Speaking of fashionable o.g. anarchists, I recently ran across these pics of Ba Jin. I particularly like this first pic, it’s a little blurry, but I think that’s a white trench over a white button-up, and of course, the round glasses are a classic. As you perhaps have noticed, I’ve been wearing my round glasses as of late; I wore them in junior high and decided to bring them back after finding them last week during spring cleaning. Since I’ve started wearing them again, I’ve discovered that there are a lot more fashion critics in the world than you might have thought… harry potter, a hunky, young orville redenbacher, harry potter circa germany ’32, gandhi, and harry potter on his way to a carnival are some of the imaginative fashion comparisons I’ve received thus far. What I’m really going for, in case you budding sartorial critics are curious, is definitely something more in the way of Ba Jin in this top photo…
Anyway, Ba Jin was an amazing fellow. He was a participant in the May 4th Movement, is considered one of the greatest Chinese language writers for his Torrents trilogy, and was a survivor of torture and persecution by Maoists because of his anarchist affiliation. The only book of his I’ve been able to find in English is Family, but it is absolutely incredible. What I love about this book is the way he writes about the effect of the family on anarchism, and how politics are often derived from the personal experiences that we go through and the personal relationships that we form. I think that when we anarchists discuss the family, we tend to dismiss it as the most fundamental building block of the state, and in particular the homophobic mechanisms of the state, which I agree with. Because of legislation on the meaning of family, and zoning laws that only allow for a particular number of “family” members to live together, the state has decided what is and what is not a family, and most of the time that’s based on an erroneous concept of what is “natural” — the patriarchal nuclear family and the definition of family as relating to biology explicitly. But, when theorists dismiss the family outright it tends to leave radicals to fend for themselves in dealing with the complex interactions of familial love versus radical independence.

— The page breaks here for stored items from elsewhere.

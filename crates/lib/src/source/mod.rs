//! The Git source a sync pass reads from.
//!
//! A `KeptnGitRepository` record names the remote, branch, credentials and
//! base directory; its status remembers the last commit that was fully
//! applied. Checkouts always land in a fresh directory owned by the caller.

mod fetch;
mod types;

pub use fetch::{FetchError, GixFetcher, SourceFetcher};
pub use types::{GitCredentials, GitRepositorySpec, GitRepositoryStatus, SyncResult};
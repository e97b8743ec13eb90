//! Manifests pulled from the source repository.
//!
//! The loader reads the flat `*.yaml`/`*.yml` files directly under the base
//! directory, splits multi-document files, and decodes each document against
//! the closed set of kinds in [`types`]. Bad documents are skipped and counted.

mod loader;
pub mod types;

pub use loader::{LoadReport, ManifestError, decode_kind, load_dir, load_manifests};
pub use types::{
  InstanceSpec, KindSpec, Manifest, ManifestSet, ProjectSpec, ScheduledExecSpec, SequenceExecutionSpec, SequenceSpec,
  ServiceDeploymentSpec, ServiceSpec, StageSpec,
};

Clearly situations arise when dealing with family, when you ought to cut your losses, before wasting a lifetime feeling oppressed and unable to live your own life. But in many other situations, family can offer a support network that helps us learn a great deal about ourselves and helps to deepen our politics. Especially given the fact that family, contrary to the state’s definition, isn’t based on biology, but rather on the bonds that are created and reinforced through our formative experiences as we grow older, and thus our idea of family may extend out to include or completely rely on other members of our community. These formative experiences can happen anywhere, but only in a community that’s inclusive of a wide variety of ages, because as social beings we need those reflections of ourselves as youngsters and oldies to feel whole. The problem is that these experiences almost never happen in the “i’m gonna live forever” 18-to-25 year old anarchist culture. That type of youth culture will always end up feeling hollow and fleeting, because at the end of the day, we need those deeper community bonds, otherwise we will end up ‘growing out of it’ eventually.
Which is why a book like Family is so important. If we aren’t thinking about families and understanding them through the lens of anarchism, then every graduation, birthday, holiday or what-have-you will be weirdly guilty from an anarchist perspective; which they needn’t be at all, given that these can all be community building experiences that offer potential for radical growth. Aside from my experiences with anarchist youth culture, I feel like I personally became an anarchist through the influence of my family, especially my mom, who has always worked to create a family based on community rather than biology. She has always been both a diligent neighborhood organizer and a radical therapist for me, my dad and sister, our extended relatives, her best friend and her best friend’s kids and anyone else who fell into her spider’s web of motherly love! Growing up in this environment has taught me everything I know about community organizing and feminism, and I’m proud to be her sunny son!
Yay! Ba Jin! And happy birthday mom!